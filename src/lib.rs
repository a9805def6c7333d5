//! Graph spec compiler for rrdtool-style graphs.
//!
//! Pipeline:
//! - `assemble`: administrator defaults + request query -> `GraphSpec`
//! - `resolve`: name table, backing DEFs and source multiplicity
//! - `generate`: multiplicity expansion into the engine's argument vector
//!
//! Matching paths to sources and evaluating expressions are delegated to the
//! `SourceMatcher` and `Evaluator` traits; `ListMatcher` and
//! `TemplateEvaluator` are reference implementations.

pub mod assemble;
pub mod config;
pub mod context;
pub mod element;
pub mod error;
pub mod expr;
pub mod format;
pub mod generate;
pub mod graph;
pub mod matcher;
pub mod option;
pub mod quote;
pub mod render;
pub mod resolve;

pub use context::{Evaluator, Expr, RequestContext, Scope, Source, SourceMatcher};
pub use error::{ErrorClass, GraphError};
pub use format::ImageFormat;
pub use graph::{BaseSpec, GraphSpec};

use serde::Serialize;

/// A compiled request, ready for the render engine.
#[derive(Debug, Clone, PartialEq, Eq, Serialize)]
pub struct CompiledGraph {
    pub format: ImageFormat,
    pub content_type: &'static str,
    pub args: Vec<String>,
}

/// Run assemble, resolve and generate in order.
///
/// Aggregated environment values are left in `request.env`.
pub fn compile(
    base: &BaseSpec,
    query: &str,
    format: ImageFormat,
    matcher: &dyn SourceMatcher,
    evaluator: &dyn Evaluator,
    request: &mut RequestContext,
) -> Result<CompiledGraph, GraphError> {
    let mut spec = assemble::assemble(base, query)?;
    resolve::Resolver::new(matcher, evaluator, &base.env).resolve(&mut spec, request)?;
    let args = generate::generate(&spec, format, evaluator, request)?;
    Ok(CompiledGraph {
        format,
        content_type: format.content_type(),
        args,
    })
}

______

__Work to be completed__: Word for word, restate each of the records above.

__Reply__:
filename src/lib.rs
repository a9805def6c7333d5
//! Graph spec compiler for rrdtool-style graphs.
//!
//! Pipeline:
//! - `assemble`: administrator defaults + request query -> `GraphSpec`
//! - `resolve`: name table, backing DEFs and source multiplicity
//! - `generate`: multiplicity expansion into the engine's argument vector
//!
//! Matching paths to sources and evaluating expressions are delegated to the
//! `SourceMatcher` and `Evaluator` traits; `ListMatcher` and
//! `TemplateEvaluator` are reference implementations.

pub mod assemble;
pub mod config;
pub mod context;
pub mod element;
pub mod error;
pub mod expr;
pub mod format;
pub mod generate;
pub mod graph;
pub mod matcher;
pub mod option;
pub mod quote;
pub mod render;
pub mod resolve;

pub use context::{Evaluator, Expr, RequestContext, Scope, Source, SourceMatcher};
pub use error::{ErrorClass, GraphError};
pub use format::ImageFormat;
pub use graph::{BaseSpec, GraphSpec};

use serde::Serialize;

/// A compiled request, ready for the render engine.
#[derive(Debug, Clone, PartialEq, Eq, Serialize)]
pub struct CompiledGraph {
    pub format: ImageFormat,
    pub content_type: &'static str,
    pub args: Vec<String>,
}

/// Run assemble, resolve and generate in order.
///
/// Aggregated environment values are left in `request.env`.
pub fn compile(
    base: &BaseSpec,
    query: &str,
    format: ImageFormat,
    matcher: &dyn SourceMatcher,
    evaluator: &dyn Evaluator,
    request: &mut RequestContext,
) -> Result<CompiledGraph, GraphError> {
    let mut spec = assemble::assemble(base, query)?;
    resolve::Resolver::new(matcher, evaluator, &base.env).resolve(&mut spec, request)?;
    let args = generate::generate(&spec, format, evaluator, request)?;
    Ok(CompiledGraph {
        format,
        content_type: format.content_type(),
        args,
    })
}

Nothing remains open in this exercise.